What Prague visitors want to see the most
Whenever I asked my business colleagues visiting Prague what they would like to see during evening after the end of the meeting, they always answered - "the clock". They meant the Prague Astronomical Clock, the major Prague attraction since the fifteenth century. I thought it would be the skyline of Prague Castle and Charles Bridge as we are so proud of it, but apparently not.
I keep asking myself why this is the case.

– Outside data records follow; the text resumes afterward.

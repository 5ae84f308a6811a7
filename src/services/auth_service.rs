use crate::config::AuthConfig;
use crate::domain::auth::{self, Claims, MAX_ACCESS_TOKEN_TTL_MINUTES, MAX_REFRESH_TOKEN_TTL_DAYS};
use crate::domain::auth_session::{AuthSession, RefreshOutcome, TokenStatus, UserSummary};
use crate::domain::user::User;
use crate::error::{AppError, Result};
use crate::services::refresh_token_store::RefreshTokenStore;
use crate::services::role_resolver::RoleResolver;
use crate::services::token_codec::{IssuedAccessToken, TokenCodec, TokenError};
use crate::services::user_directory::UserDirectory;
use opentelemetry::{global, metrics::Counter};
use std::collections::BTreeSet;
use std::sync::Arc;
use thiserror::Error;
use time::OffsetDateTime;

#[derive(Clone, Debug)]
struct Metrics {
    login_total: Counter<u64>,
    refresh_total: Counter<u64>,
    refresh_rejected_total: Counter<u64>,
    revoke_total: Counter<u64>,
}

impl Metrics {
    fn new() -> Self {
        let meter = global::meter("gatehouse-server");
        Self {
            login_total: meter
                .u64_counter("auth_login_total")
                .with_description("Total number of successful login attempts")
                .build(),
            refresh_total: meter
                .u64_counter("auth_refresh_total")
                .with_description("Total number of successful token rotations")
                .build(),
            refresh_rejected_total: meter
                .u64_counter("auth_refresh_rejected_total")
                .with_description("Total number of rejected token rotations")
                .build(),
            revoke_total: meter
                .u64_counter("auth_revoke_total")
                .with_description("Total number of refresh tokens revoked")
                .build(),
        }
    }
}

/// Why a refresh was turned down. Only ever logged; callers see [`RefreshOutcome::Invalid`].
#[derive(Error, Debug, Clone, Copy, PartialEq, Eq)]
enum RefreshRejection {
    #[error("access token is malformed")]
    MalformedAccessToken,
    #[error("access token lacks a usable subject or jti")]
    MissingClaims,
    #[error("refresh token not found")]
    NotFound,
    #[error("refresh token is used, revoked or expired")]
    NotActive,
    #[error("refresh token was issued with a different access token")]
    Mismatch,
    #[error("user no longer exists")]
    UnknownUser,
    #[error("refresh token was consumed concurrently")]
    LostRace,
}

#[derive(Clone, Debug)]
pub struct AuthService {
    config: AuthConfig,
    codec: TokenCodec,
    users: Arc<dyn UserDirectory>,
    refresh_tokens: Arc<dyn RefreshTokenStore>,
    roles: RoleResolver,
    metrics: Metrics,
}

impl AuthService {
    /// # Errors
    /// Returns `AppError::Configuration` if the signing secret is missing or a token
    /// lifetime is not positive or exceeds its upper bound.
    pub fn new(
        config: AuthConfig,
        users: Arc<dyn UserDirectory>,
        refresh_tokens: Arc<dyn RefreshTokenStore>,
    ) -> Result<Self> {
        check_ttl("access token TTL (minutes)", config.access_token_ttl_minutes, MAX_ACCESS_TOKEN_TTL_MINUTES)?;
        check_ttl("refresh token TTL (days)", config.refresh_token_ttl_days, MAX_REFRESH_TOKEN_TTL_DAYS)?;

        let codec = TokenCodec::new(&config)?;
        let roles = RoleResolver::new(Arc::clone(&users), &config.admin_role);
        Ok(Self { config, codec, users, refresh_tokens, roles, metrics: Metrics::new() })
    }

    /// Verifies credentials and issues a session.
    ///
    /// # Errors
    /// Returns `AppError::AuthError` for an unknown user or a wrong password, and
    /// `AppError::Database` if issuance could not be persisted.
    #[tracing::instrument(skip(self, username, password), fields(user_id = tracing::field::Empty), err(level = "warn"))]
    pub async fn login(&self, username: &str, password: &str) -> Result<AuthSession> {
        let Some(user) = self.users.find_by_username(username).await? else {
            tracing::warn!("Login failed: user not found");
            return Err(AppError::AuthError);
        };

        tracing::Span::current().record("user_id", user.id);

        if !self.verify_password(password, &user.password_hash).await? {
            tracing::warn!("Login failed: invalid password");
            return Err(AppError::AuthError);
        }

        let session = self.issue(&user).await?;
        self.metrics.login_total.add(1, &[]);
        Ok(session)
    }

    /// Issues an access token and the refresh token bound to its `jti`.
    ///
    /// # Errors
    /// Returns `AppError::Database` if roles cannot be loaded or the refresh token cannot be
    /// stored. No token is handed out in that case, so the caller may retry.
    #[tracing::instrument(err, skip(self, user), fields(user_id = user.id))]
    pub async fn issue(&self, user: &User) -> Result<AuthSession> {
        let (access, roles) = self.sign_access_token(user).await?;
        let refresh = self.refresh_tokens.create(user.id, &access.jti, self.config.refresh_token_ttl_days).await?;

        Ok(self.session(user, roles, access, refresh.token))
    }

    /// Exchanges a refresh token and the (possibly expired) access token it was issued
    /// with for a new pair. The presented refresh token can never be used again.
    ///
    /// # Errors
    /// Only persistence failures are errors. Every rejection is [`RefreshOutcome::Invalid`].
    #[tracing::instrument(err, skip(self, access_token, refresh_token), fields(user_id = tracing::field::Empty))]
    pub async fn refresh(&self, access_token: &str, refresh_token: &str) -> Result<RefreshOutcome> {
        match self.try_refresh(access_token, refresh_token).await? {
            Ok(session) => {
                tracing::info!("Tokens rotated successfully");
                self.metrics.refresh_total.add(1, &[]);
                Ok(RefreshOutcome::Renewed(session))
            }
            Err(reason) => {
                tracing::debug!(reason = %reason, "Refresh rejected");
                self.metrics.refresh_rejected_total.add(1, &[]);
                Ok(RefreshOutcome::Invalid)
            }
        }
    }

    async fn try_refresh(
        &self,
        access_token: &str,
        refresh_token: &str,
    ) -> Result<std::result::Result<AuthSession, RefreshRejection>> {
        let Ok(claims) = TokenCodec::parse(access_token) else {
            return Ok(Err(RefreshRejection::MalformedAccessToken));
        };
        let (Some(jwt_id), Some(user_id)) = (claims.jwt_id(), claims.user_id()) else {
            return Ok(Err(RefreshRejection::MissingClaims));
        };

        tracing::Span::current().record("user_id", user_id);

        let Some(stored) = self.refresh_tokens.find_by_token(refresh_token).await? else {
            return Ok(Err(RefreshRejection::NotFound));
        };
        if !stored.is_active() {
            return Ok(Err(RefreshRejection::NotActive));
        }
        if stored.jwt_id != jwt_id || stored.user_id != user_id {
            return Ok(Err(RefreshRejection::Mismatch));
        }

        let Some(user) = self.users.find_by_id(user_id).await? else {
            return Ok(Err(RefreshRejection::UnknownUser));
        };

        let (access, roles) = self.sign_access_token(&user).await?;
        let Some(next) = self.refresh_tokens.rotate(stored.id, &access.jti, self.config.refresh_token_ttl_days).await?
        else {
            return Ok(Err(RefreshRejection::LostRace));
        };

        Ok(Ok(self.session(&user, roles, access, next.token)))
    }

    /// Reports whether `token` is currently valid. A token whose only defect is expiry
    /// still reports who it belonged to, with no time remaining.
    #[must_use]
    pub fn validate(&self, token: &str) -> TokenStatus {
        match self.codec.validate(token) {
            Ok(claims) => {
                let remaining_seconds = (claims.exp - OffsetDateTime::now_utc().unix_timestamp()).max(0);
                TokenStatus {
                    valid: true,
                    user_id: claims.user_id(),
                    username: Some(claims.unique_name),
                    remaining_seconds,
                }
            }
            Err(TokenError::Expired) => match self.codec.verify_ignoring_expiry(token) {
                Ok(claims) => TokenStatus {
                    valid: false,
                    user_id: claims.user_id(),
                    username: Some(claims.unique_name),
                    remaining_seconds: 0,
                },
                Err(e) => {
                    tracing::debug!(error = %e, "Expired token failed verification");
                    TokenStatus::invalid()
                }
            },
            Err(e) => {
                tracing::debug!(error = %e, "Token validation failed");
                TokenStatus::invalid()
            }
        }
    }

    /// Verifies a bearer access token and returns its claims.
    ///
    /// # Errors
    /// Returns `AppError::AuthError` if the token fails any check.
    pub fn authenticate(&self, token: &str) -> Result<Claims> {
        self.codec.validate(token).map_err(|e| {
            tracing::debug!(error = %e, "Bearer token rejected");
            AppError::AuthError
        })
    }

    /// Revokes every active refresh token of the user. Returns `false` instead of failing
    /// when the store is unavailable.
    #[tracing::instrument(skip(self))]
    pub async fn revoke_all(&self, user_id: i64) -> bool {
        match self.refresh_tokens.revoke_all_active(user_id).await {
            Ok(revoked) => {
                tracing::info!(revoked, "Refresh tokens revoked");
                self.metrics.revoke_total.add(revoked, &[]);
                true
            }
            Err(e) => {
                tracing::warn!(error = %e, "Failed to revoke refresh tokens");
                false
            }
        }
    }

    async fn sign_access_token(&self, user: &User) -> Result<(IssuedAccessToken, BTreeSet<String>)> {
        let roles = self.roles.resolve(user).await?;
        let access = self.codec.issue(user.id, &user.username, &user.email, &roles, self.config.access_token_ttl_minutes)?;
        Ok((access, roles))
    }

    async fn verify_password(&self, password: &str, password_hash: &str) -> Result<bool> {
        let password = password.to_string();
        let password_hash = password_hash.to_string();
        tokio::task::spawn_blocking(move || auth::verify_password(&password, &password_hash))
            .await
            .map_err(|_| AppError::Internal)?
    }

    fn session(&self, user: &User, roles: BTreeSet<String>, access: IssuedAccessToken, refresh_token: String) -> AuthSession {
        let redirect_to = if self.roles.is_privileged(&roles) {
            self.config.admin_redirect.clone()
        } else {
            self.config.default_redirect.clone()
        };

        AuthSession {
            token: access.token,
            refresh_token,
            expires_at: access.expires_at,
            user: UserSummary {
                id: user.id,
                username: user.username.clone(),
                email: user.email.clone(),
                first_name: user.first_name.clone(),
                last_name: user.last_name.clone(),
                roles,
            },
            redirect_to,
        }
    }
}

fn check_ttl(name: &str, value: i64, max: i64) -> Result<()> {
    if (1..=max).contains(&value) {
        Ok(())
    } else {
        Err(AppError::Configuration(format!("{name} must be between 1 and {max}, got {value}")))
    }
}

The beauty of the "clock" is probably hidden in its authenticity. It is the oldest medieval orloy in the world which is still in operation. This means it uses the original, 600 hundred years old mechanical engine to rotate and move all the elements of the Astronomical Dial. Only the wooden figures of Apostles and other Clock characters as well as paintings on the facade are not that old - the Calendar Dial paintings come from the 19th Century and the figures were renovated in the 20th Century due to damage during the war.
Second point is the hourly show. The Clock is not just a dial with numbers and rotating hands pointing to them, it is a complete theater. There is the hourly march of the 12 Apostles appearing in the windows above the Dial and waving to the visitors beneath, accompanied by chime of bells. There are presentations of the other Clock characters - the Death rings her bell and bows to the crowd, the Cock sings loud and the Kings wave their hands. And again, the engine powering those movements is 600 years old.
Maybe it is the mysterious appearance. The Clock is featuring four kinds of time in one dial and shows positions of Sun and Moon as well as sunset and sunrise times. If you look at it, you have no clue what all the numbers and rotating elements mean. You have to invest some time to learn and understand what the Clock is actually telling to you. It is mysterious at first sight. And this is probably why it is so attractive.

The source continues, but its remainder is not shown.